» **What you are asked to do**: Every line of the listing below needs to be reproduced exactly.
*** Opening of Records to process ***
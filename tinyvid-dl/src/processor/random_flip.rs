//! Label-covariant flip operators.

use crate::common::*;

#[derive(Debug, Clone, Copy, PartialEq, Eq, Hash)]
pub enum FlipAxis {
    Vertical,
    Horizontal,
}

/// A flip applied to image and box in lock-step with fixed probability.
#[derive(Debug, Clone, PartialEq)]
pub struct RandomFlip {
    axis: FlipAxis,
    prob: f64,
}

impl RandomFlip {
    pub fn vertical(prob: f64) -> Self {
        Self {
            axis: FlipAxis::Vertical,
            prob,
        }
    }

    pub fn horizontal(prob: f64) -> Self {
        Self {
            axis: FlipAxis::Horizontal,
            prob,
        }
    }

    /// Toss the coin and either flip image and box together or pass both
    /// through unchanged.
    pub fn forward<R>(
        &self,
        image: &RgbImage,
        bbox: &TLBR<R64>,
        rng: &mut R,
    ) -> (RgbImage, TLBR<R64>)
    where
        R: Rng + ?Sized,
    {
        if !rng.gen_bool(self.prob) {
            return (image.clone(), bbox.clone());
        }
        self.apply(image, bbox)
    }

    /// The deterministic flip, without the coin toss.
    pub fn apply(&self, image: &RgbImage, bbox: &TLBR<R64>) -> (RgbImage, TLBR<R64>) {
        let (width, height) = image.dimensions();
        match self.axis {
            FlipAxis::Vertical => (
                imageops::flip_vertical(image),
                bbox.flip_vertical(r64(height as f64)),
            ),
            FlipAxis::Horizontal => (
                imageops::flip_horizontal(image),
                bbox.flip_horizontal(r64(width as f64)),
            ),
        }
    }
}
*** Close of Records to process ***
» **Answer box**:
filename tinyvid-dl/src/processor/random_flip.rs
//! Label-covariant flip operators.

use crate::common::*;

#[derive(Debug, Clone, Copy, PartialEq, Eq, Hash)]
pub enum FlipAxis {
    Vertical,
    Horizontal,
}

/// A flip applied to image and box in lock-step with fixed probability.
#[derive(Debug, Clone, PartialEq)]
pub struct RandomFlip {
    axis: FlipAxis,
    prob: f64,
}

impl RandomFlip {
    pub fn vertical(prob: f64) -> Self {
        Self {
            axis: FlipAxis::Vertical,
            prob,
        }
    }

    pub fn horizontal(prob: f64) -> Self {
        Self {
            axis: FlipAxis::Horizontal,
            prob,
        }
    }

    /// Toss the coin and either flip image and box together or pass both
    /// through unchanged.
    pub fn forward<R>(
        &self,
        image: &RgbImage,
        bbox: &TLBR<R64>,
        rng: &mut R,
    ) -> (RgbImage, TLBR<R64>)
    where
        R: Rng + ?Sized,
    {
        if !rng.gen_bool(self.prob) {
            return (image.clone(), bbox.clone());
        }
        self.apply(image, bbox)
    }

    /// The deterministic flip, without the coin toss.
    pub fn apply(&self, image: &RgbImage, bbox: &TLBR<R64>) -> (RgbImage, TLBR<R64>) {
        let (width, height) = image.dimensions();
        match self.axis {
            FlipAxis::Vertical => (
                imageops::flip_vertical(image),
                bbox.flip_vertical(r64(height as f64)),
            ),
            FlipAxis::Horizontal => (
                imageops::flip_horizontal(image),
                bbox.flip_horizontal(r64(width as f64)),
            ),
        }
    }
}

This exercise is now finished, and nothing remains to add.